**Records supplied:**

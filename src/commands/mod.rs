// ABOUTME: Command module aggregator for the edgeship CLI.
// ABOUTME: Re-exports deploy, package, invalidate, and status command handlers.

mod deploy;
mod invalidate;
mod package;
mod status;

pub use deploy::deploy;
pub use invalidate::invalidate;
pub use package::package;
pub use status::status;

**Exercise details:** Starting with the first line, give back the whole listing exactly.

**Task answer:**
filename src/commands/mod.rs
// ABOUTME: Command module aggregator for the edgeship CLI.
// ABOUTME: Re-exports deploy, package, invalidate, and status command handlers.

mod deploy;
mod invalidate;
mod package;
mod status;

pub use deploy::deploy;
pub use invalidate::invalidate;
pub use package::package;
pub use status::status;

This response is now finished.